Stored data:
▬▬▬▬▬▬

// ============================================
// File: crates/kestrel-core/src/setup/crypto_setup.rs
// ============================================
//! # Crypto Setup
//!
//! ## Creation Reason
//! Packet protection engine bound to one connection: authenticated open
//! and seal keyed by packet number and header, forced-level sealing for
//! retransmissions, and the scoped sealing lock.
//!
//! ## Main Functionality
//! - `open` / `open_into`: try the current level, then lower levels as
//!   allowed by `OpenPolicy`
//! - `seal` / `seal_into`: seal at the current or a forced level
//! - `lock_for_sealing`: freeze the current level across several seals
//! - `install_keys`: derive and publish a level's keys
//! - `handle_crypto_stream` (in `stream_handler`): drive the handshake
//!
//! ## Open Order
//! ```text
//! AllLower       current, current-1, ..., Unencrypted
//! PreviousOnly   current, current-1
//! CurrentOnly    current
//! ```
//! `Unencrypted` is never opened after the handshake completed. With
//! `retire_superseded_levels`, nothing below the highest level the peer
//! has been seen sending at is opened.
//!
//! ## ⚠️ Important Note for Next Developer
//! - Open never says which levels it tried; every failure is the same
//!   `Decryption` error
//! - Seal never falls back to another level
//! - Do not call `seal` while holding a `SealingGuard` on the same
//!   connection; use the guard's own `seal`
//!
//! ## Last Modified
//! v0.1.0 - Initial crypto setup
//! v0.1.1 - Retire levels below the peer's highest; refuse keyless
//!          packets after completion

use std::sync::atomic::AtomicBool;
use std::sync::Arc;

use parking_lot::MutexGuard;
use serde::{Deserialize, Serialize};
use tokio::sync::watch;
use tracing::{debug, info, trace};

use kestrel_common::{ConnectionId, PacketNumber, Perspective};

use crate::crypto::{derive_level_keys, AeadProtection};
use crate::error::{CoreError, Result};
use crate::protocol::codec::DEFAULT_MAX_FRAME_SIZE;
use crate::protocol::EncryptionLevel;
use crate::setup::engine::KeyMaterial;
use crate::setup::nonce::DiversificationNonce;
use crate::setup::state::{ConnectionCryptoState, InstalledLevel};

// ============================================
// Configuration
// ============================================

/// Which levels `open` tries below the current one.
#[derive(Debug, Clone, Copy, Default, PartialEq, Eq, Serialize, Deserialize)]
#[serde(rename_all = "snake_case")]
pub enum OpenPolicy {
    /// Every installed level, strongest first.
    #[default]
    AllLower,
    /// The current level and the one immediately below it.
    PreviousOnly,
    /// The current level only.
    CurrentOnly,
}

impl OpenPolicy {
    const fn max_attempts(self) -> usize {
        match self {
            Self::AllLower => EncryptionLevel::INSTALLABLE.len(),
            Self::PreviousOnly => 2,
            Self::CurrentOnly => 1,
        }
    }
}

/// Per-connection crypto setup options.
#[derive(Debug, Clone, PartialEq, Eq, Serialize, Deserialize)]
#[serde(default)]
pub struct CryptoSetupConfig {
    /// Levels tried by `open`.
    pub open_policy: OpenPolicy,
    /// Stop opening levels below the highest one the peer has sent at.
    pub retire_superseded_levels: bool,
    /// Largest handshake frame accepted from the crypto stream.
    pub max_frame_size: usize,
}

impl Default for CryptoSetupConfig {
    fn default() -> Self {
        Self {
            open_policy: OpenPolicy::default(),
            retire_superseded_levels: true,
            max_frame_size: DEFAULT_MAX_FRAME_SIZE,
        }
    }
}

// ============================================
// CryptoSetup
// ============================================

/// Packet protection engine of one connection.
#[derive(Debug)]
pub struct CryptoSetup {
    connection_id: ConnectionId,
    state: Arc<ConnectionCryptoState>,
    pub(super) config: CryptoSetupConfig,
    pub(super) handshake_started: AtomicBool,
}

impl CryptoSetup {
    /// Creates the setup at `Unencrypted`.
    #[must_use]
    pub fn new(
        connection_id: ConnectionId,
        perspective: Perspective,
        config: CryptoSetupConfig,
    ) -> Self {
        Self {
            connection_id,
            state: Arc::new(ConnectionCryptoState::new(perspective)),
            config,
            handshake_started: AtomicBool::new(false),
        }
    }

    /// Connection this setup protects.
    #[must_use]
    pub const fn connection_id(&self) -> ConnectionId {
        self.connection_id
    }

    /// Which side of the connection we are.
    #[must_use]
    pub fn perspective(&self) -> Perspective {
        self.state.perspective()
    }

    /// Options in force.
    #[must_use]
    pub const fn config(&self) -> &CryptoSetupConfig {
        &self.config
    }

    /// Shared state, for observers.
    #[must_use]
    pub fn state(&self) -> &Arc<ConnectionCryptoState> {
        &self.state
    }

    /// Current sealing level.
    #[must_use]
    pub fn encryption_level(&self) -> EncryptionLevel {
        self.state.current_level()
    }

    /// Highest level the peer has been seen sending at.
    #[must_use]
    pub fn peer_encryption_level(&self) -> EncryptionLevel {
        self.state.peer_highest_level()
    }

    /// Receiver that changes whenever the sealing level is promoted.
    #[must_use]
    pub fn subscribe_levels(&self) -> watch::Receiver<EncryptionLevel> {
        self.state.subscribe_levels()
    }

    /// Diversification nonce, once `Secure` keys exist.
    #[must_use]
    pub fn diversification_nonce(&self) -> Option<&DiversificationNonce> {
        self.state.diversification_nonce()
    }

    /// `true` once the handshake completed. Never resets.
    #[must_use]
    pub fn handshake_complete(&self) -> bool {
        self.state.is_handshake_complete()
    }

    // ========================================
    // Key Installation
    // ========================================

    /// Derives the keys described by `material` and promotes to its level.
    ///
    /// Called by the crypto stream handler as the handshake advances.
    ///
    /// # Errors
    /// - `KeyDerivation` for levels without a key schedule
    /// - `InvalidState` if the level is not above the current one
    pub fn install_keys(&self, material: KeyMaterial) -> Result<()> {
        let level = material.level;
        let nonce = material.diversification_nonce;
        let keys = derive_level_keys(
            level,
            &material.secret,
            &material.context,
            nonce.as_ref().map(DiversificationNonce::as_bytes),
        )?;
        let (seal_key, open_key) = keys.for_perspective(self.perspective());
        let installed = InstalledLevel::new(
            level,
            Box::new(AeadProtection::new(&seal_key)),
            Box::new(AeadProtection::new(&open_key)),
        );

        self.state.install(installed, nonce)?;
        info!(
            connection_id = %self.connection_id,
            perspective = %self.perspective(),
            %level,
            "Encryption level installed"
        );
        Ok(())
    }

    // ========================================
    // Open
    // ========================================

    /// Lowest level `open` still accepts.
    ///
    /// `Unencrypted` is keyless, so it is never accepted once the
    /// handshake completed.
    fn open_floor(&self) -> EncryptionLevel {
        let mut floor = if self.state.is_handshake_complete() {
            EncryptionLevel::Secure
        } else {
            EncryptionLevel::Unencrypted
        };
        if self.config.retire_superseded_levels {
            floor = floor.max(self.state.peer_highest_level());
        }
        floor
    }

    /// Opens a packet, appending the plaintext to `dst`.
    ///
    /// # Returns
    /// The level whose keys authenticated the packet.
    ///
    /// # Errors
    /// `Decryption` if no permitted level authenticates it. `dst` is left
    /// unchanged.
    pub fn open_into(
        &self,
        dst: &mut Vec<u8>,
        ciphertext: &[u8],
        packet_number: PacketNumber,
        associated_data: &[u8],
    ) -> Result<EncryptionLevel> {
        let floor = self.open_floor();
        let mut candidate = Some(self.state.current_level());

        for _ in 0..self.config.open_policy.max_attempts() {
            let Some(level) = candidate.filter(|l| *l >= floor) else {
                break;
            };
            candidate = level.previous();

            let Some(installed) = self.state.level(level) else {
                continue;
            };
            if installed
                .opener()
                .open_into(dst, ciphertext, packet_number, associated_data)
                .is_ok()
            {
                self.state.record_peer_level(level);
                trace!(
                    connection_id = %self.connection_id,
                    packet_number = %packet_number,
                    %level,
                    "Packet opened"
                );
                return Ok(level);
            }
        }

        trace!(
            connection_id = %self.connection_id,
            packet_number = %packet_number,
            "Packet failed authentication"
        );
        Err(CoreError::Decryption)
    }

    /// Opens a packet into a fresh buffer.
    ///
    /// # Errors
    /// See [`CryptoSetup::open_into`].
    pub fn open(
        &self,
        ciphertext: &[u8],
        packet_number: PacketNumber,
        associated_data: &[u8],
    ) -> Result<(Vec<u8>, EncryptionLevel)> {
        let mut plaintext = Vec::with_capacity(ciphertext.len());
        let level = self.open_into(&mut plaintext, ciphertext, packet_number, associated_data)?;
        Ok((plaintext, level))
    }

    // ========================================
    // Seal
    // ========================================

    /// Holds off level promotion until the guard is dropped.
    ///
    /// Dropping the guard is the unlock.
    pub fn lock_for_sealing(&self) -> SealingGuard<'_> {
        let (lock, level) = self.state.lock_for_sealing();
        SealingGuard {
            setup: self,
            level,
            _lock: lock,
        }
    }

    /// Seals a packet, appending the protected payload to `dst`.
    ///
    /// `forced_level` of `Unspecified` seals at the current level.
    ///
    /// # Errors
    /// `LevelNotAvailable` if the forced level's keys are not installed.
    pub fn seal_into(
        &self,
        dst: &mut Vec<u8>,
        plaintext: &[u8],
        packet_number: PacketNumber,
        associated_data: &[u8],
        forced_level: EncryptionLevel,
    ) -> Result<EncryptionLevel> {
        self.lock_for_sealing()
            .seal_into(dst, plaintext, packet_number, associated_data, forced_level)
    }

    /// Seals a packet into a fresh buffer.
    ///
    /// # Errors
    /// See [`CryptoSetup::seal_into`].
    pub fn seal(
        &self,
        plaintext: &[u8],
        packet_number: PacketNumber,
        associated_data: &[u8],
        forced_level: EncryptionLevel,
    ) -> Result<(Vec<u8>, EncryptionLevel)> {
        self.lock_for_sealing()
            .seal(plaintext, packet_number, associated_data, forced_level)
    }
}

// ============================================
// SealingGuard
// ============================================

/// Scoped hold on the sealing path.
///
/// While it lives, the current level and its keys cannot change.
#[must_use = "the sealing lock is released as soon as the guard is dropped"]
pub struct SealingGuard<'a> {
    setup: &'a CryptoSetup,
    level: EncryptionLevel,
    _lock: MutexGuard<'a, ()>,
}

impl SealingGuard<'_> {
    /// Level used for unforced seals while the guard is held.
    #[must_use]
    pub const fn encryption_level(&self) -> EncryptionLevel {
        self.level
    }

    /// Maps a requested level to the level a seal would use.
    ///
    /// # Errors
    /// `LevelNotAvailable` if the level is above the current one or its
    /// keys were never installed.
    pub fn resolve_level(&self, forced_level: EncryptionLevel) -> Result<EncryptionLevel> {
        if !forced_level.is_specified() {
            return Ok(self.level);
        }
        if forced_level > self.level || self.setup.state.level(forced_level).is_none() {
            return Err(CoreError::LevelNotAvailable {
                level: forced_level,
            });
        }
        Ok(forced_level)
    }

    /// Seals under the held lock, appending to `dst`.
    ///
    /// # Errors
    /// See [`CryptoSetup::seal_into`].
    pub fn seal_into(
        &self,
        dst: &mut Vec<u8>,
        plaintext: &[u8],
        packet_number: PacketNumber,
        associated_data: &[u8],
        forced_level: EncryptionLevel,
    ) -> Result<EncryptionLevel> {
        let level = self.resolve_level(forced_level)?;
        let installed = self
            .setup
            .state
            .level(level)
            .ok_or(CoreError::LevelNotAvailable { level })?;

        installed
            .sealer()
            .seal_into(dst, plaintext, packet_number, associated_data)?;

        if forced_level.is_specified() && level != self.level {
            debug!(
                connection_id = %self.setup.connection_id,
                packet_number = %packet_number,
                %level,
                current = %self.level,
                "Sealed at forced level"
            );
        }
        Ok(level)
    }

    /// Seals under the held lock into a fresh buffer.
    ///
    /// # Errors
    /// See [`CryptoSetup::seal_into`].
    pub fn seal(
        &self,
        plaintext: &[u8],
        packet_number: PacketNumber,
        associated_data: &[u8],
        forced_level: EncryptionLevel,
    ) -> Result<(Vec<u8>, EncryptionLevel)> {
        let mut sealed = Vec::with_capacity(plaintext.len() + 16);
        let level =
            self.seal_into(&mut sealed, plaintext, packet_number, associated_data, forced_level)?;
        Ok((sealed, level))
    }

    /// Releases the lock. Same as dropping the guard.
    pub fn unlock(self) {}
}

// ============================================
// Tests
// ============================================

▬▬▬▬▬▬

In the lines above, spot each one that contains the word "held" and copy it.

    /// Level used for unforced seals while the guard is held.
    /// Seals under the held lock, appending to `dst`.
    /// Seals under the held lock into a fresh buffer.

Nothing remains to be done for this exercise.